Opinião
A cor que a terra tinha
Isto era num tempo em que não se arremessava sopa contra obras consideradas primas
Há já seis décadas que o senhor Gagarin voou numa lata de conservas e viu o nosso planeta como nunca ninguém o tinha observado: é azul, disse. E todos acreditámos e continuamos a acreditar porque até prova em contrário presume-se da inocência da Terra. Isto era num tempo em que não se arremessava sopa contra obras consideradas primas e nas quais, uns raros e talentosos pintores, nos mostravam a terra tal como a percecionavam: a cores, pois então!
Creio que também a terá visto esférica, mas quanto a isso alguns há que duvidam da sua redondeza, afirmando que é tão plana quanto o seu pensamento. A mim diverte-me a ideia de viver assente num imenso prato-raso, embora nunca tenha encontrado sinal algum de um segmento de reta em coisa nascida no Universo.

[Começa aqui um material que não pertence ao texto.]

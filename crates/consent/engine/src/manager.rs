//! Consent manager: the entry point for the surrounding widget
//!
//! The manager wires the pieces together and owns the host:
//! 1. Builds the catalog from configuration
//! 2. Registers service hooks and scanned script directives
//! 3. Seeds defaults on start and honours opt-out mode
//! 4. On every consent update: store → notifier → activation
//! 5. Forwards load settlements back into the activator

use crate::activator::{ActivationReport, ScriptActivator};
use crate::host::{LoadOutcome, LoadTicket, ResourceHost};
use crate::initializer;
use crate::notifier::{ServiceHooks, ServiceTransition, ServiceTransitionNotifier};
use crate::registry::DirectiveRegistry;
use crate::store::{ConsentChoice, ConsentStore};
use consent_types::{
    CategoryId, ConsentCatalog, ConsentConfig, ConsentMode, ConsentResult, ConsentSnapshot,
    ScriptElement, ServiceId,
};

/// What a consent update did
#[derive(Clone, Debug, Default, PartialEq, Eq)]
pub struct ManageReport {
    pub transitions: Vec<ServiceTransition>,
    /// `None` when script management is disabled
    pub activation: Option<ActivationReport>,
}

/// Orchestrates service notification and script activation
pub struct ConsentManager<H: ResourceHost> {
    config: ConsentConfig,
    catalog: ConsentCatalog,
    store: ConsentStore,
    notifier: ServiceTransitionNotifier,
    registry: DirectiveRegistry,
    activator: ScriptActivator,
    host: H,
    started: bool,
}

impl<H: ResourceHost> ConsentManager<H> {
    pub fn new(config: ConsentConfig, host: H) -> ConsentResult<Self> {
        let catalog = ConsentCatalog::from_config(&config)?;
        Ok(Self {
            config,
            catalog,
            store: ConsentStore::new(),
            notifier: ServiceTransitionNotifier::new(),
            registry: DirectiveRegistry::new(),
            activator: ScriptActivator::new(),
            host,
            started: false,
        })
    }

    /// Resume from consent saved in an earlier session.
    pub fn restore(&mut self, saved: ConsentSnapshot) -> ConsentResult<()> {
        let store = ConsentStore::from(saved);
        store.validate_against(&self.catalog)?;
        self.store = store;
        Ok(())
    }

    // ── Registration ─────────────────────────────────────────────────

    pub fn register_hooks(
        &mut self,
        category: impl Into<String>,
        service: impl Into<String>,
        hooks: ServiceHooks,
    ) -> ConsentResult<()> {
        self.notifier.register_hooks(
            &self.catalog,
            CategoryId::new(category),
            ServiceId::new(service),
            hooks,
        )
    }

    /// Register scanned placeholder elements in document order. Returns the
    /// number registered.
    pub fn scan_scripts<I>(&mut self, elements: I) -> ConsentResult<usize>
    where
        I: IntoIterator<Item = ScriptElement>,
    {
        let mut count = 0;
        for element in elements {
            self.registry.register(&self.catalog, element)?;
            count += 1;
        }
        tracing::info!(count, total = self.registry.len(), "Script directives scanned");
        Ok(count)
    }

    // ── Lifecycle ────────────────────────────────────────────────────

    /// Apply saved consent, or seed defaults when the user has not decided
    /// yet. Only the first call does anything.
    pub fn start(&mut self) -> ConsentResult<ManageReport> {
        if self.started {
            return Ok(ManageReport::default());
        }
        self.started = true;

        if self.store.has_consent() {
            tracing::info!("Applying saved consent");
            return self.manage_existing_scripts(None);
        }

        initializer::seed_defaults(&self.catalog, &mut self.store);

        match self.config.mode {
            ConsentMode::OptOut => {
                let defaults = self.store.default_enabled_categories().to_vec();
                tracing::info!(defaults = ?defaults, "Opt-out mode: enabling defaults");
                self.store.put_defaults_in_effect();
                self.manage_existing_scripts(Some(&defaults))
            }
            ConsentMode::OptIn => Ok(ManageReport::default()),
        }
    }

    /// Record a consent decision and react to it.
    pub fn update_consent(&mut self, choice: &ConsentChoice) -> ConsentResult<ManageReport> {
        self.store.apply_choice(&self.catalog, choice)?;
        self.manage_existing_scripts(None)
    }

    /// Notify services, then activate directives unless script management
    /// is switched off.
    pub fn manage_existing_scripts(
        &mut self,
        explicit_accepted: Option<&[CategoryId]>,
    ) -> ConsentResult<ManageReport> {
        let transitions = self.notify_service_transitions()?;

        let activation = if self.config.manage_script_tags {
            Some(self.activate_directives(explicit_accepted)?)
        } else {
            None
        };

        Ok(ManageReport {
            transitions,
            activation,
        })
    }

    // ── Engine operations ────────────────────────────────────────────

    pub fn notify_service_transitions(&mut self) -> ConsentResult<Vec<ServiceTransition>> {
        self.notifier.notify(&self.catalog, self.store.snapshot())
    }

    pub fn activate_directives(
        &mut self,
        explicit_accepted: Option<&[CategoryId]>,
    ) -> ConsentResult<ActivationReport> {
        self.activator.activate_directives(
            &mut self.registry,
            self.store.snapshot(),
            explicit_accepted,
            &mut self.host,
        )
    }

    /// Hand back the ticket of a settled external load.
    pub fn load_settled(
        &mut self,
        ticket: LoadTicket,
        outcome: LoadOutcome,
    ) -> ConsentResult<ActivationReport> {
        self.activator
            .resume(ticket, outcome, &mut self.registry, &mut self.host)
    }

    // ── Accessors ────────────────────────────────────────────────────

    pub fn catalog(&self) -> &ConsentCatalog {
        &self.catalog
    }

    pub fn snapshot(&self) -> &ConsentSnapshot {
        self.store.snapshot()
    }

    pub fn store(&self) -> &ConsentStore {
        &self.store
    }

    pub fn registry(&self) -> &DirectiveRegistry {
        &self.registry
    }

    pub fn activator(&self) -> &ScriptActivator {
        &self.activator
    }

    pub fn is_service_enabled(&self, category: &str, service: &str) -> bool {
        self.notifier
            .is_enabled(&CategoryId::new(category), &ServiceId::new(service))
    }

    pub fn host(&self) -> &H {
        &self.host
    }

    pub fn host_mut(&mut self) -> &mut H {
        &mut self.host
    }
}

Temo que algum titã se lembre de utilizar o disco plano para lhe prantar a janta e lá ficaríamos todos imersos em sopa Campbell.
Há já seis décadas era eu um puto enfezado, de orelhas de abano, com cabelo cortado à tijela, e frequentava a Escola Primária Santo António – sexo masculino, na Figueira da Foz. A Senhora Dona Gabriela era a professora, seca de carnes e de amores, azeda no trato, ensinava a preto e branco sob a égide de um crucifixo por cima do quadro. À direita da ardósia havia uma fotografia (essa a cores), onde nos contemplava um senhor de ar bonacheirão, vestido de marinheiro, com muitos dourados no chapéu e um sem fim de medalhas coloridas ao peito. Era o Senhor Contra-almirante Américo Deus Rodrigues Tomás, e Deus tinha-lhe dado por esposa uma senhora de seu nome Gertrudes.
Como o nome era desusado e arranhado para dizer, pensava eu que teria sido castigo de Deus por evocar no seu próprio nome o nome de Deus em vão, tal como me ensinava a catequista na igreja do outro lado da rua. Porque era o nosso Presidente da República contra o almirante é coisa que nunca consegui entender. Por baixo do marinheiro estava um minucioso mapa de Portugal, com províncias, capitais de distrito e outras cidades (que eram paisagem), rios e afluentes, linhas de comboio e estradas.
Por cima do presidente um mapa-mundo onde Portugal Continental, Insular e Ultramarino se destacava com a máxima de todo junto ser a maior nação do mundo. De certeza que o tal Yuri Gagarin deveria ter reparado em nós que tão imensos éramos. À esquerda do quadro cinzento um retrato, a carvão castanho, com o perfil adunco do Professor Doutor Oliveira Salazar que perorava coisas sábias e no corredor da escola até havia um quadrinho com um pensamento dele: “Se soubesses quanto custa mandar, preferias obedecer toda a vida”.
Eu obedecia no temor das reguadas solenes, pautadas e ferozes da D. Gabriela. Diga-se em abono da verdade que aquele pedaço de pau-preto, o temível “chá-da-preta”, deixou de tornar as mãos tão dormentes de dor, quando o chapéu-de-abas do senhor Ferreira passou a esperar a D. Gabriela no final das aulas. E isto aconteceu antes da TV a cores e das telenovelas em tons de rosa. Talvez fosse um amor cândido, azul e discreto, aquele, para condizer com a cor da terra vista do espaço.
Hoje, quanto à cor da Terra, tenho dúvidas. Pelo que vejo na televisão deixou de ser a preto-e-branco. Gosto bem mais dela assim. Colorida como lhe convém.